[Stored items]
═══

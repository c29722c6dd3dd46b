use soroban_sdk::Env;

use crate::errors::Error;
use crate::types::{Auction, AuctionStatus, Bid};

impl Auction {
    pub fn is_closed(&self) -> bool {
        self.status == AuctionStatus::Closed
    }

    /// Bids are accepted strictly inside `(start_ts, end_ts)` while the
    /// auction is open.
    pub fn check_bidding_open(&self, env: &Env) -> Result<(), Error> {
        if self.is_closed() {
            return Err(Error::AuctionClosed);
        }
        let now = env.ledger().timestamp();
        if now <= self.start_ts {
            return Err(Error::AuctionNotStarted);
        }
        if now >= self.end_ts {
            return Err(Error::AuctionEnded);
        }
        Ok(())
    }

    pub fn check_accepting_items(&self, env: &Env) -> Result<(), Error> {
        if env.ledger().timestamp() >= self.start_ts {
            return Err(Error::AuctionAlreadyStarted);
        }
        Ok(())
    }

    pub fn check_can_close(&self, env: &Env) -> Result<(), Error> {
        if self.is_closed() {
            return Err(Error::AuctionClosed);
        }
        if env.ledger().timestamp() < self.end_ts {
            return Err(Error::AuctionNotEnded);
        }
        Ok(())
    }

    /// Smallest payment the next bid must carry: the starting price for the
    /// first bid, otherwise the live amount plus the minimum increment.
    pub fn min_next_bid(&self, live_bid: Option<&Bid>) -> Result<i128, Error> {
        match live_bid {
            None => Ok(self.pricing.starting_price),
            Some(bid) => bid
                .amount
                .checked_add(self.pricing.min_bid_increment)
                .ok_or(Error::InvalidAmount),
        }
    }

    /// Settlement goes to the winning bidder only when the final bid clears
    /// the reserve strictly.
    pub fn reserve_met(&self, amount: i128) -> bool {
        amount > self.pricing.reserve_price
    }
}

═══

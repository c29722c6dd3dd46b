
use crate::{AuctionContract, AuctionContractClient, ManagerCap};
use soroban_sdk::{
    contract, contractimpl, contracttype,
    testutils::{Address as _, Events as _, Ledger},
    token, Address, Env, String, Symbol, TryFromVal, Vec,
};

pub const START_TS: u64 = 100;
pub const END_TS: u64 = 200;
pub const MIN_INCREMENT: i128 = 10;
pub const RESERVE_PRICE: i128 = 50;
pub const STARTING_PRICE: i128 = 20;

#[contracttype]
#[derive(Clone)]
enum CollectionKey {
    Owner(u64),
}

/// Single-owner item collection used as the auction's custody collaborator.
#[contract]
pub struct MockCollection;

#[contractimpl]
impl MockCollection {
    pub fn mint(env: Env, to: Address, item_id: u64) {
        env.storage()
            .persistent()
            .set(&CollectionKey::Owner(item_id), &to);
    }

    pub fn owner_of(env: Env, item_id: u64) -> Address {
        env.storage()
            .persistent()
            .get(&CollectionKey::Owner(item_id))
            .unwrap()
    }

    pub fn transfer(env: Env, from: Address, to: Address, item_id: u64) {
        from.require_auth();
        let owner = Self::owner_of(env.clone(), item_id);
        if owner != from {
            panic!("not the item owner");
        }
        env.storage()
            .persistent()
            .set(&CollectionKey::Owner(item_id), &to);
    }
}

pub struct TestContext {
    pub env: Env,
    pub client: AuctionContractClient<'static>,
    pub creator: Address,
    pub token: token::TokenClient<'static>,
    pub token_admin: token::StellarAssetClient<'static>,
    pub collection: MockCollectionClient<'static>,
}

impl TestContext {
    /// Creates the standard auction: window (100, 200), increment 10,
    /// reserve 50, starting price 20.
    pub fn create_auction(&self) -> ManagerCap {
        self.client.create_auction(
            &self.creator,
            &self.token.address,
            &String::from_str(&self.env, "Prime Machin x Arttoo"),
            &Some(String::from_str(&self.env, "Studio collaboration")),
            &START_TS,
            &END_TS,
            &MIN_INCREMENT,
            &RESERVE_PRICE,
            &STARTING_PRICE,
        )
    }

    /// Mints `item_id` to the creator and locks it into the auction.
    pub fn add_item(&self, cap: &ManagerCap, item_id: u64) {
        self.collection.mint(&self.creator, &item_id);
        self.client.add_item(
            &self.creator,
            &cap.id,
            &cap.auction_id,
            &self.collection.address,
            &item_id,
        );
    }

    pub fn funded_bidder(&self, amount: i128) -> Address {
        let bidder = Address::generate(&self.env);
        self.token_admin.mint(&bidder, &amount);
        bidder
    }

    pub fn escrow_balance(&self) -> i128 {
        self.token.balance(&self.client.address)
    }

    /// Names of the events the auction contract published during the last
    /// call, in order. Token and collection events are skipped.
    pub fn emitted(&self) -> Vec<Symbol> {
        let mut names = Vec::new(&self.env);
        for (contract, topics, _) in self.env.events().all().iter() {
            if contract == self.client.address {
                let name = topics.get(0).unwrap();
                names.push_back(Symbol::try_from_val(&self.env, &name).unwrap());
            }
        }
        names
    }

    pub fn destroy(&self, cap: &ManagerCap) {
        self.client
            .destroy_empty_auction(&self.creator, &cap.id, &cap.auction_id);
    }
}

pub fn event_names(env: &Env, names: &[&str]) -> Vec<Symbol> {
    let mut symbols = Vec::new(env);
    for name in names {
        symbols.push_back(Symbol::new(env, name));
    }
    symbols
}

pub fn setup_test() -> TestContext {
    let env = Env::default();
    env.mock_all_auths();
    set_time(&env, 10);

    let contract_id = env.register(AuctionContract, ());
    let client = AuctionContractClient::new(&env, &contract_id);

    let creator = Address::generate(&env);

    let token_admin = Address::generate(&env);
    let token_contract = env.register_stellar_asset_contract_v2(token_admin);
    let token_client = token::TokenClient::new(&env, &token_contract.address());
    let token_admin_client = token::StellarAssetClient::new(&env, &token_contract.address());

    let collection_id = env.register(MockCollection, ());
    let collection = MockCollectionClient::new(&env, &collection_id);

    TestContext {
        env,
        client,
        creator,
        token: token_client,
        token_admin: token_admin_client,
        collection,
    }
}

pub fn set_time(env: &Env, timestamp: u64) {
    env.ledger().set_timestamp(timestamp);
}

═══

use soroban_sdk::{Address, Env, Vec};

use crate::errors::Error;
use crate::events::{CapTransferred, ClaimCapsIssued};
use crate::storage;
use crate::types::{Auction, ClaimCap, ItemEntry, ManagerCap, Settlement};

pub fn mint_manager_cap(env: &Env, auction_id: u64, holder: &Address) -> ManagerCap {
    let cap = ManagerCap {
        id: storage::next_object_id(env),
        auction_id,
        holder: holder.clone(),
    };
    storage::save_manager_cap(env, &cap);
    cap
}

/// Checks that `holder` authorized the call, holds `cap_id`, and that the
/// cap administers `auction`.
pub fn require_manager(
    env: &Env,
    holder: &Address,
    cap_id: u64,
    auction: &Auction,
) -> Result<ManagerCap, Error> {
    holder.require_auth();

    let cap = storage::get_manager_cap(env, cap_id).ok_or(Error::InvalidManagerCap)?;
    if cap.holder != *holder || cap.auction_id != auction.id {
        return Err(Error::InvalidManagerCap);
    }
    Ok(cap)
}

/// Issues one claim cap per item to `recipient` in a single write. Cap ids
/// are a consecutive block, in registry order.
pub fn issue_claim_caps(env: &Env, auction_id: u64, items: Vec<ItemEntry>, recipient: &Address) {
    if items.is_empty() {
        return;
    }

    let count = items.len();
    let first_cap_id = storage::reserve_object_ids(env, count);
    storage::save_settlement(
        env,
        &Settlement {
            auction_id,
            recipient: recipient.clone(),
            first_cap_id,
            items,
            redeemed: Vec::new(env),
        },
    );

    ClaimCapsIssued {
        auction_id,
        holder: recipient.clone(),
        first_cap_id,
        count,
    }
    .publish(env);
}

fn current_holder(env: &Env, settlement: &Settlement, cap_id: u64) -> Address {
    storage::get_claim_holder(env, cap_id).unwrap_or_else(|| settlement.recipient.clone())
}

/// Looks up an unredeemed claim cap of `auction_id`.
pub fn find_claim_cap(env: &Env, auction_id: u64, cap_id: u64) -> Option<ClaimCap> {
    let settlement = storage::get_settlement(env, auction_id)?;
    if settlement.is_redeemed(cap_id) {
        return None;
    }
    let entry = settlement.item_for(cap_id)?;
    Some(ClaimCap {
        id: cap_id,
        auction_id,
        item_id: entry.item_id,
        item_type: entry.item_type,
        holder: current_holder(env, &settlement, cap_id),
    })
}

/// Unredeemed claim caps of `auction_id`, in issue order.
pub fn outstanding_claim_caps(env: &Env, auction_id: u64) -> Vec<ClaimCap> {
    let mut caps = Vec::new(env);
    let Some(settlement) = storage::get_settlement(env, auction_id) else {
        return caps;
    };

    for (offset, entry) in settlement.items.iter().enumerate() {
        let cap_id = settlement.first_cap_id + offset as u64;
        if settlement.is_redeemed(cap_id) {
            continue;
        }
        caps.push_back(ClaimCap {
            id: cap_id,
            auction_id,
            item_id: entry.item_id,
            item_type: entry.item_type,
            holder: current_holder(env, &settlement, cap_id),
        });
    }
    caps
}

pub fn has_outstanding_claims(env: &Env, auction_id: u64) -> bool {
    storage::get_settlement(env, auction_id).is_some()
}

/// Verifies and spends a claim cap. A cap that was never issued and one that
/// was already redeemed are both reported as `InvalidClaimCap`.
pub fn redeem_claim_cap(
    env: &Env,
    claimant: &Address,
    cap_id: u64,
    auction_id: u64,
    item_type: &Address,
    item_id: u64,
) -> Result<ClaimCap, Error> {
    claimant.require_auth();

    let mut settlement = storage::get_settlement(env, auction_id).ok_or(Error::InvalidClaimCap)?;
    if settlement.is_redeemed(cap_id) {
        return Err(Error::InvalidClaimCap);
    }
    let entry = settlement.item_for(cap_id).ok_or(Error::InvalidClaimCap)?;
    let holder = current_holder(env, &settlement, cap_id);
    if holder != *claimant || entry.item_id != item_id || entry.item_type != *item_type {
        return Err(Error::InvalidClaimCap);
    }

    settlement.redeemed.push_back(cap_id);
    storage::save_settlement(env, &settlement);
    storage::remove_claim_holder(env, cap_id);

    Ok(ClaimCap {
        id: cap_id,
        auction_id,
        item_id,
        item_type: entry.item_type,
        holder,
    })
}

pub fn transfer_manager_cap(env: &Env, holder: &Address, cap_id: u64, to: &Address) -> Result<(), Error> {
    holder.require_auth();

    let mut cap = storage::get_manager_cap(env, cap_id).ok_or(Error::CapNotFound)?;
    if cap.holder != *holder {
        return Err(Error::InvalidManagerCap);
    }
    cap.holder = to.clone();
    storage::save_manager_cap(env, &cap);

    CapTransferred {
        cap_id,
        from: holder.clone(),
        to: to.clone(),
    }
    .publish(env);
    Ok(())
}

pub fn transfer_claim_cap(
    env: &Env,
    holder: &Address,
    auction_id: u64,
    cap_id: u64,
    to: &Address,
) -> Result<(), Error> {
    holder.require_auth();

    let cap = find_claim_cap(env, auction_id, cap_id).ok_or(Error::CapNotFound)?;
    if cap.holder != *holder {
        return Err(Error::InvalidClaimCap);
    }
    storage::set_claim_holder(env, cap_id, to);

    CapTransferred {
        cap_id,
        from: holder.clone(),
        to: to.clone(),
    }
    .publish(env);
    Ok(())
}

═══

● Required action:
Search the data above for the word "CapNotFound" and show every line that has it.

● Solution to this task:
    let mut cap = storage::get_manager_cap(env, cap_id).ok_or(Error::CapNotFound)?;
    let cap = find_claim_cap(env, auction_id, cap_id).ok_or(Error::CapNotFound)?;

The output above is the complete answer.